It was more sensible for us to remove networking.useDHCP because we aren't sure how to implement a correct solution in networkd via either config or code. Moreover, though our current implementation with dhcpcd is working well for most cases, it is also a source of trouble for others, and it has bugs. And it is enabled by default!

@bjornfor Does this explain our rationale in a way that makes sense to you? What do you think?

@globin
Copy link
Member

globin commented Jan 21, 2020

Closing, as there has been no further reaction and I think @fpletz comment is an adequate answer to the issue. Feel free to reopen if there are further questions!
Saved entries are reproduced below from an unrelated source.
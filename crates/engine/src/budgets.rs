//! Budget primitives.
//!
//! A budget caps the spending of one expenses-kind category for one
//! calendar month. Months are 0-indexed (0 = January) everywhere in the
//! budget API. Deleting a budget only deactivates it, so the uniqueness
//! rule binds active rows alone.

use chrono::{DateTime, Utc};
use sea_orm::{ActiveValue, entity::prelude::*};
use serde::{Deserialize, Serialize};
use uuid::Uuid;

use crate::{EngineError, ResultEngine};

/// Rollover configuration and alerting knobs shared by create and update.
#[derive(Clone, Debug, PartialEq, Serialize, Deserialize)]
pub struct BudgetSettings {
    pub amount: f64,
    pub rollover_enabled: bool,
    /// Percent of the previous month's amount that may carry forward.
    pub rollover_cap: f64,
    /// Spent-percentage levels at which clients raise alerts.
    pub alert_thresholds: Vec<f64>,
}

impl Default for BudgetSettings {
    fn default() -> Self {
        Self {
            amount: 0.0,
            rollover_enabled: false,
            rollover_cap: 100.0,
            alert_thresholds: Vec::new(),
        }
    }
}

impl BudgetSettings {
    pub(crate) fn validate(&self) -> ResultEngine<()> {
        if !self.amount.is_finite() || self.amount < 0.0 {
            return Err(EngineError::InvalidInput(
                "budget amount must be >= 0".to_string(),
            ));
        }
        if !self.rollover_cap.is_finite() || self.rollover_cap < 0.0 {
            return Err(EngineError::InvalidInput(
                "rollover cap must be >= 0".to_string(),
            ));
        }
        if self
            .alert_thresholds
            .iter()
            .any(|t| !t.is_finite() || *t < 0.0)
        {
            return Err(EngineError::InvalidInput(
                "alert thresholds must be >= 0".to_string(),
            ));
        }
        Ok(())
    }
}

#[derive(Clone, Debug, PartialEq, Serialize, Deserialize)]
pub struct Budget {
    pub id: Uuid,
    pub category_id: Uuid,
    pub year: i32,
    /// 0-indexed calendar month (0 = January).
    pub month: i32,
    pub amount: f64,
    pub rollover_enabled: bool,
    pub rollover_cap: f64,
    pub alert_thresholds: Vec<f64>,
    pub is_active: bool,
    pub created: DateTime<Utc>,
    pub updated: DateTime<Utc>,
}

impl Budget {
    pub fn new(category_id: Uuid, year: i32, month: i32, settings: BudgetSettings) -> Self {
        let now = Utc::now();
        Self {
            id: Uuid::new_v4(),
            category_id,
            year,
            month,
            amount: settings.amount,
            rollover_enabled: settings.rollover_enabled,
            rollover_cap: settings.rollover_cap,
            alert_thresholds: settings.alert_thresholds,
            is_active: true,
            created: now,
            updated: now,
        }
    }
}

#[derive(Clone, Debug, PartialEq, DeriveEntityModel)]
#[sea_orm(table_name = "budgets")]
pub struct Model {
    #[sea_orm(primary_key, auto_increment = false)]
    pub id: String,
    pub category_id: String,
    pub year: i32,
    pub month: i32,
    pub amount: f64,
    pub rollover_enabled: bool,
    pub rollover_cap: f64,
    pub alert_thresholds: String,
    pub is_active: bool,
    pub created: DateTimeUtc,
    pub updated: DateTimeUtc,
}

#[derive(Copy, Clone, Debug, EnumIter, DeriveRelation)]
pub enum Relation {
    #[sea_orm(
        belongs_to = "super::categories::Entity",
        from = "Column::CategoryId",
        to = "super::categories::Column::Id"
    )]
    Categories,
}

impl Related<super::categories::Entity> for Entity {
    fn to() -> RelationDef {
        Relation::Categories.def()
    }
}

impl ActiveModelBehavior for ActiveModel {}

pub(crate) fn encode_thresholds(thresholds: &[f64]) -> String {
    serde_json::to_string(thresholds).unwrap_or_else(|_| "[]".to_string())
}

pub(crate) fn decode_thresholds(raw: &str) -> Vec<f64> {
    serde_json::from_str(raw).unwrap_or_default()
}

impl From<&Budget> for ActiveModel {
    fn from(budget: &Budget) -> Self {
        Self {
            id: ActiveValue::Set(budget.id.to_string()),
            category_id: ActiveValue::Set(budget.category_id.to_string()),
            year: ActiveValue::Set(budget.year),
            month: ActiveValue::Set(budget.month),
            amount: ActiveValue::Set(budget.amount),
            rollover_enabled: ActiveValue::Set(budget.rollover_enabled),
            rollover_cap: ActiveValue::Set(budget.rollover_cap),
            alert_thresholds: ActiveValue::Set(encode_thresholds(&budget.alert_thresholds)),
            is_active: ActiveValue::Set(budget.is_active),
            created: ActiveValue::Set(budget.created),
            updated: ActiveValue::Set(budget.updated),
        }
    }
}

impl TryFrom<Model> for Budget {
    type Error = EngineError;

    fn try_from(model: Model) -> Result<Self, Self::Error> {
        Ok(Self {
            id: Uuid::parse_str(&model.id)
                .map_err(|_| EngineError::KeyNotFound("budget not exists".to_string()))?,
            category_id: Uuid::parse_str(&model.category_id)
                .map_err(|_| EngineError::KeyNotFound("category not exists".to_string()))?,
            year: model.year,
            month: model.month,
            amount: model.amount,
            rollover_enabled: model.rollover_enabled,
            rollover_cap: model.rollover_cap,
            alert_thresholds: decode_thresholds(&model.alert_thresholds),
            is_active: model.is_active,
            created: model.created,
            updated: model.updated,
        })
    }
}
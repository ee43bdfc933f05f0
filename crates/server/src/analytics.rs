//! Analytics API endpoints.

use std::collections::BTreeMap;

use api_types::analytics::{ChartQuery, CountByDayQuery, OptionalMonthQuery};
use api_types::asset::MonthQuery;
use axum::{
    Json,
    extract::{Query, State},
};
use chrono::NaiveDate;
use engine::{
    CategoriesBreakdown, ChartPoint, ChartRange, DayActivity, IncomeExpensesSummary,
    LocationSpending, TransactionYearMonths, TypesCount,
};

use crate::{ServerError, server::ServerState};

pub async fn types_count(
    State(state): State<ServerState>,
    Query(payload): Query<OptionalMonthQuery>,
) -> Result<Json<TypesCount>, ServerError> {
    Ok(Json(
        state.engine.types_count(payload.year, payload.month).await?,
    ))
}

pub async fn categories_breakdown(
    State(state): State<ServerState>,
    Query(payload): Query<MonthQuery>,
) -> Result<Json<CategoriesBreakdown>, ServerError> {
    Ok(Json(
        state
            .engine
            .categories_breakdown(payload.year, payload.month)
            .await?,
    ))
}

pub async fn summary(
    State(state): State<ServerState>,
    Query(payload): Query<MonthQuery>,
) -> Result<Json<IncomeExpensesSummary>, ServerError> {
    Ok(Json(
        state
            .engine
            .income_expenses_summary(payload.year, payload.month)
            .await?,
    ))
}

pub async fn chart_data(
    State(state): State<ServerState>,
    Query(payload): Query<ChartQuery>,
) -> Result<Json<Vec<ChartPoint>>, ServerError> {
    let range = ChartRange::try_from(payload.range.as_str())?;
    Ok(Json(state.engine.chart_data(range).await?))
}

pub async fn spending_by_location(
    State(state): State<ServerState>,
) -> Result<Json<Vec<LocationSpending>>, ServerError> {
    Ok(Json(state.engine.spending_by_location().await?))
}

pub async fn count_by_day(
    State(state): State<ServerState>,
    Query(payload): Query<CountByDayQuery>,
) -> Result<Json<BTreeMap<NaiveDate, DayActivity>>, ServerError> {
    let types: Vec<String> = payload
        .types
        .as_deref()
        .unwrap_or_default()
        .split(',')
        .map(str::trim)
        .filter(|s| !s.is_empty())
        .map(ToString::to_string)
        .collect();
    Ok(Json(
        state
            .engine
            .transaction_count_by_day(payload.year, payload.month, &types)
            .await?,
    ))
}

pub async fn year_months(
    State(state): State<ServerState>,
) -> Result<Json<TransactionYearMonths>, ServerError> {
    Ok(Json(state.engine.transaction_year_months().await?))
}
@globin globin closed this as completed Jan 21, 2020
@bjornfor
Copy link
Contributor Author

@globin: My lack of response was mostly due to lack of time, not because I think this issue is not relevant anymore. In fact, I don't have a lot of time now either, so sorry for being brief.
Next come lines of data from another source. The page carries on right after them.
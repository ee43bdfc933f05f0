//! Ledger tag management.

use sea_orm::{ActiveValue, QueryFilter, QueryOrder, TransactionTrait, prelude::*};
use uuid::Uuid;

use crate::{
    EngineError, Ledger, ResultEngine, income_expenses, ledgers,
    util::{normalize_name_key, normalize_required_name},
};

use super::{Engine, with_tx};

impl Engine {
    /// List all ledgers, ordered by name.
    pub async fn list_ledgers(&self) -> ResultEngine<Vec<Ledger>> {
        let models = ledgers::Entity::find()
            .order_by_asc(ledgers::Column::Name)
            .all(&self.database)
            .await?;
        models.into_iter().map(Ledger::try_from).collect()
    }

    /// Create a ledger. Names are unique under the normalized key.
    pub async fn create_ledger(&self, name: &str, icon: &str, color: &str) -> ResultEngine<Ledger> {
        let name = normalize_required_name(name, "ledger")?;
        let name_norm = normalize_name_key(&name)?;
        let existing = ledgers::Entity::find()
            .filter(ledgers::Column::NameNorm.eq(name_norm))
            .one(&self.database)
            .await?;
        if existing.is_some() {
            return Err(EngineError::ExistingKey(name));
        }

        let ledger = Ledger::new(name, icon.to_string(), color.to_string());
        ledgers::ActiveModel::try_from(&ledger)?
            .insert(&self.database)
            .await?;
        Ok(ledger)
    }

    /// Update a ledger's name, icon or color.
    pub async fn update_ledger(
        &self,
        ledger_id: Uuid,
        name: Option<&str>,
        icon: Option<&str>,
        color: Option<&str>,
    ) -> ResultEngine<Ledger> {
        let model = ledgers::Entity::find_by_id(ledger_id.to_string())
            .one(&self.database)
            .await?
            .ok_or_else(|| EngineError::KeyNotFound("ledger not exists".to_string()))?;

        let mut active: ledgers::ActiveModel = model.clone().into();
        if let Some(name) = name {
            let name = normalize_required_name(name, "ledger")?;
            let name_norm = normalize_name_key(&name)?;
            let clash = ledgers::Entity::find()
                .filter(ledgers::Column::NameNorm.eq(name_norm.clone()))
                .filter(ledgers::Column::Id.ne(model.id.clone()))
                .one(&self.database)
                .await?;
            if clash.is_some() {
                return Err(EngineError::ExistingKey(name));
            }
            active.name = ActiveValue::Set(name);
            active.name_norm = ActiveValue::Set(name_norm);
        }
        if let Some(icon) = icon {
            active.icon = ActiveValue::Set(icon.to_string());
        }
        if let Some(color) = color {
            active.color = ActiveValue::Set(color.to_string());
        }

        let updated = active.update(&self.database).await?;
        Ledger::try_from(updated)
    }

    /// Delete a ledger and detach it from every transaction tag set.
    pub async fn delete_ledger(&self, ledger_id: Uuid) -> ResultEngine<()> {
        let id_str = ledger_id.to_string();
        let model = ledgers::Entity::find_by_id(id_str.clone())
            .one(&self.database)
            .await?
            .ok_or_else(|| EngineError::KeyNotFound("ledger not exists".to_string()))?;

        with_tx!(self, |db_tx| {
            let tagged = income_expenses::Entity::find()
                .filter(income_expenses::Column::Ledgers.contains(&id_str))
                .all(&db_tx)
                .await?;
            for detail in tagged {
                let remaining: Vec<Uuid> = income_expenses::decode_ledgers(&detail.ledgers)
                    .into_iter()
                    .filter(|id| *id != ledger_id)
                    .collect();
                let mut active: income_expenses::ActiveModel = detail.into();
                active.ledgers = ActiveValue::Set(income_expenses::encode_ledgers(&remaining));
                active.update(&db_tx).await?;
            }
            ledgers::Entity::delete_by_id(model.id.clone())
                .exec(&db_tx)
                .await?;
            Ok::<_, EngineError>(())
        })
    }
}
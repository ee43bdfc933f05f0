use sea_orm::Database;
use sea_orm_migration::prelude::*;

#[tokio::main]
async fn main() -> Result<(), Box<dyn std::error::Error + Send + Sync>> {
    let mut args = std::env::args().skip(1);
    let cmd = args.next().unwrap_or_else(|| "up".to_string());

    let db_url = std::env::var("DATABASE_URL")
        .unwrap_or_else(|_| "sqlite:./borsa.db?mode=rwc".to_string());

    let db = Database::connect(&db_url).await?;

    match cmd.as_str() {
        "up" => migration::Migrator::up(&db, None).await?,
        "down" => migration::Migrator::down(&db, None).await?,
        "fresh" => migration::Migrator::fresh(&db).await?,
        "status" => {
            migration::Migrator::status(&db).await?;
        }
        _ => {
            eprintln!("Usage: cargo run -p migration -- [up|down|fresh|status]");
            std::process::exit(2);
        }
    }

    Ok(())
}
@fpletz: Thank you for the detailed post. Here is my response, as an end user who doesn't know all the details:

It was more sensible for us to remove networking.useDHCP because we aren't sure how to implement a correct solution in networkd via either config or code.
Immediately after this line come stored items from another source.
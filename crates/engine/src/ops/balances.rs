//! Balance reconstruction by ledger replay.
//!
//! Nothing here mutates stored state. Every figure starts from the
//! asset's starting balance and folds in the signed movements of the
//! transactions touching it, in ascending `(date, created, id)` order.
//! The same normalized entries feed the day-by-day series, the monthly
//! checkpoints and the aggregated asset listing, so the three views can
//! never disagree.

use std::collections::{BTreeMap, HashMap};

use chrono::{DateTime, NaiveDate, Utc};
use sea_orm::{Condition, QueryFilter, prelude::*};
use serde::Serialize;
use uuid::Uuid;

use crate::{
    CategoryKind, EngineError, RangeMode, ResultEngine, assets, date_range::resolve_range,
    income_expenses, transactions, transfers,
    util::{month_end, month_start, round_cents, today},
};

use super::Engine;

/// One signed movement against a single asset.
#[derive(Clone, Debug)]
pub(crate) struct NormalizedEntry {
    pub date: NaiveDate,
    pub created: DateTime<Utc>,
    pub id: String,
    pub delta: f64,
}

/// Running balance captured at the end of the previous month (`last`) and
/// the end of the requested month (`current`).
#[derive(Clone, Copy, Debug, PartialEq, Serialize)]
pub struct AssetCheckpoints {
    pub last: f64,
    pub current: f64,
}

fn sort_entries(entries: &mut [NormalizedEntry]) {
    entries.sort_by(|a, b| {
        a.date
            .cmp(&b.date)
            .then(a.created.cmp(&b.created))
            .then(a.id.cmp(&b.id))
    });
}

fn income_expense_delta(kind: &str, amount: f64) -> ResultEngine<f64> {
    Ok(match CategoryKind::try_from(kind)? {
        CategoryKind::Income => amount,
        CategoryKind::Expenses => -amount,
    })
}

impl Engine {
    /// Movements for a single asset, sorted for replay. Transfers are
    /// normalized from the asset's point of view: outgoing behaves like
    /// an expense, incoming like an income.
    pub(crate) async fn asset_entries(&self, asset_id: &str) -> ResultEngine<Vec<NormalizedEntry>> {
        let mut entries = Vec::new();

        let detail_rows = income_expenses::Entity::find()
            .filter(income_expenses::Column::AssetId.eq(asset_id))
            .find_also_related(transactions::Entity)
            .all(&self.database)
            .await?;
        for (detail, tx) in detail_rows {
            let Some(tx) = tx else { continue };
            entries.push(NormalizedEntry {
                date: tx.date,
                created: tx.created,
                delta: income_expense_delta(&detail.kind, tx.amount)?,
                id: tx.id,
            });
        }

        let transfer_rows = transfers::Entity::find()
            .filter(
                Condition::any()
                    .add(transfers::Column::FromAssetId.eq(asset_id))
                    .add(transfers::Column::ToAssetId.eq(asset_id)),
            )
            .find_also_related(transactions::Entity)
            .all(&self.database)
            .await?;
        for (detail, tx) in transfer_rows {
            let Some(tx) = tx else { continue };
            let delta = if detail.from_asset_id == asset_id {
                -tx.amount
            } else {
                tx.amount
            };
            entries.push(NormalizedEntry {
                date: tx.date,
                created: tx.created,
                delta,
                id: tx.id,
            });
        }

        sort_entries(&mut entries);
        Ok(entries)
    }

    /// Movements for every asset in one pass, keyed by asset id.
    pub(crate) async fn entries_by_asset(
        &self,
    ) -> ResultEngine<HashMap<String, Vec<NormalizedEntry>>> {
        let mut by_asset: HashMap<String, Vec<NormalizedEntry>> = HashMap::new();

        let detail_rows = income_expenses::Entity::find()
            .find_also_related(transactions::Entity)
            .all(&self.database)
            .await?;
        for (detail, tx) in detail_rows {
            let Some(tx) = tx else { continue };
            by_asset
                .entry(detail.asset_id.clone())
                .or_default()
                .push(NormalizedEntry {
                    date: tx.date,
                    created: tx.created,
                    delta: income_expense_delta(&detail.kind, tx.amount)?,
                    id: tx.id,
                });
        }

        let transfer_rows = transfers::Entity::find()
            .find_also_related(transactions::Entity)
            .all(&self.database)
            .await?;
        for (detail, tx) in transfer_rows {
            let Some(tx) = tx else { continue };
            by_asset
                .entry(detail.from_asset_id.clone())
                .or_default()
                .push(NormalizedEntry {
                    date: tx.date,
                    created: tx.created,
                    delta: -tx.amount,
                    id: tx.id.clone(),
                });
            by_asset
                .entry(detail.to_asset_id.clone())
                .or_default()
                .push(NormalizedEntry {
                    date: tx.date,
                    created: tx.created,
                    delta: tx.amount,
                    id: tx.id,
                });
        }

        for entries in by_asset.values_mut() {
            sort_entries(entries);
        }
        Ok(by_asset)
    }

    /// Day-by-day balance series for one asset.
    ///
    /// Each recorded point is the balance at the start of that day, before
    /// applying the day's movements, rounded to cents. The walk starts at
    /// the range start (or the earliest transaction, whichever is later)
    /// seeded from the starting balance; movements before the walk are
    /// never applied. An asset with no transactions yields an empty
    /// series.
    pub async fn balance_series(
        &self,
        asset_id: Uuid,
        mode: RangeMode,
        start: Option<NaiveDate>,
        end: Option<NaiveDate>,
    ) -> ResultEngine<BTreeMap<NaiveDate, f64>> {
        let asset_model = assets::Entity::find_by_id(asset_id.to_string())
            .one(&self.database)
            .await?
            .ok_or_else(|| EngineError::KeyNotFound("asset not exists".to_string()))?;
        let range = resolve_range(mode, start, end, today())?;

        let entries = self.asset_entries(&asset_model.id).await?;
        let Some(first) = entries.first().map(|e| e.date) else {
            return Ok(BTreeMap::new());
        };
        let latest = entries[entries.len() - 1].date;
        let walk_start = range.start.map_or(first, |start| start.max(first));
        let walk_end = match range.end {
            Some(end) if end > latest => end,
            _ => latest,
        };

        let mut series = BTreeMap::new();
        let mut balance = asset_model.starting_balance;
        let mut idx = entries.partition_point(|e| e.date < walk_start);
        let mut day = walk_start;
        loop {
            if range.contains(day) {
                series.insert(day, round_cents(balance));
            }
            while idx < entries.len() && entries[idx].date == day {
                balance += entries[idx].delta;
                idx += 1;
            }
            if day >= walk_end {
                break;
            }
            day = day
                .succ_opt()
                .ok_or_else(|| EngineError::InvalidInput("date out of range".to_string()))?;
        }
        Ok(series)
    }

    /// End-of-month balance checkpoints for every asset. `month` is
    /// 1-based. An asset with no transactions reports its starting
    /// balance at both checkpoints.
    pub async fn monthly_asset_balances(
        &self,
        year: i32,
        month: u32,
    ) -> ResultEngine<HashMap<Uuid, AssetCheckpoints>> {
        let current_start = month_start(year, month)?;
        let last_end = current_start
            .pred_opt()
            .ok_or_else(|| EngineError::InvalidInput("date out of range".to_string()))?;
        let current_end = month_end(year, month)?;

        let asset_models = assets::Entity::find().all(&self.database).await?;
        let mut by_asset = self.entries_by_asset().await?;

        let mut out = HashMap::with_capacity(asset_models.len());
        for model in asset_models {
            let entries = by_asset.remove(&model.id).unwrap_or_default();
            let mut last = model.starting_balance;
            let mut current = model.starting_balance;
            for entry in &entries {
                if entry.date > current_end {
                    break;
                }
                current += entry.delta;
                if entry.date <= last_end {
                    last += entry.delta;
                }
            }
            let id = Uuid::parse_str(&model.id)
                .map_err(|_| EngineError::KeyNotFound("asset not exists".to_string()))?;
            out.insert(
                id,
                AssetCheckpoints {
                    last: round_cents(last),
                    current: round_cents(current),
                },
            );
        }
        Ok(out)
    }
}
That sounds like a perfectly good reason for why things are like they are with networkd, but IMHO not so much for deprecating networking.useDHCP. It sounds like there are issues with the networkd integration in NixOS (and some upstream projects?), not the idea of networking.useDHCP itself, and that networkd is not ready yet to be the default NixOS networking backend.

The move to networkd feels kind of rushed, ref. this issue and #73595.

@bjornfor bjornfor reopened this Jan 22, 2020
@fpletz fpletz removed this from the 20.03 milestone Jan 23, 2020
@fpletz
Copy link
Member

fpletz commented Jan 23, 2020

@bjornfor Sorry that I didn't make my point clear enough and that I was stressing the move to networkd too much.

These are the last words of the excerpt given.